Every so often, pause what you’re doing and check that your partner is okay and wants to continue. They may decide that they want to do something else, or take things slower. Something might be uncomfortable in a way they cannot cope with. Or they may want to play harder!
Checking in regularly is especially important if you’re playing with someone new. Everyone’s bodies and minds work differently, and checking in helps you assess the impact your actions are having. It’ll help develop trust too: checking in tells your play partner that you care about their safety and well-being beyond the immediate pleasure of the game.
Everyone involved in a scene should feel comfortable to check in with each other as needed. Sometimes, however, one person is in a better position to check on the others. In S/m play, for example, submissives may be physically or mentally less able to check in on dominants than vice versa.

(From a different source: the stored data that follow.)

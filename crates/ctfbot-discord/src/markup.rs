// Discord message markup

use ctfbot_core::{Snowflake, TimestampStyle};

/// Style letter understood by Discord's timestamp markup
pub fn style_code(style: TimestampStyle) -> char {
    match style {
        TimestampStyle::ShortDate => 'd',
        TimestampStyle::ShortTime => 't',
        TimestampStyle::Relative => 'R',
        TimestampStyle::LongDateTime => 'f',
    }
}

/// `<t:UNIX:STYLE>`, rendered in each reader's own timezone
pub fn timestamp(unix: i64, style: TimestampStyle) -> String {
    format!("<t:{}:{}>", unix, style_code(style))
}

pub fn user_mention(id: Snowflake) -> String {
    format!("<@{}>", id)
}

It’s a good idea, therefore, to discuss how you’ll check in before starting to play. If it’s appropriate in context to speak to your partner, and they can understand words, do so. Alternatively, you might ask your partner to squeeze your hand if they want to continue, or put their paw on your knee. In this way you can tailor checking in so as not to break up the scene.
If your partner doesn’t respond to a request to check in, it’s time to take a break. It’s often innocent: it can take a while for a person to get out of headspace far enough to respond to you. However, if a person cannot (or will not) respond to the question of whether they are okay to continue, you can’t know if they consent. Stop the game, do some after-care, and find out what happened when your partner is ready.
Have fun folks. Play well! - and stay safe.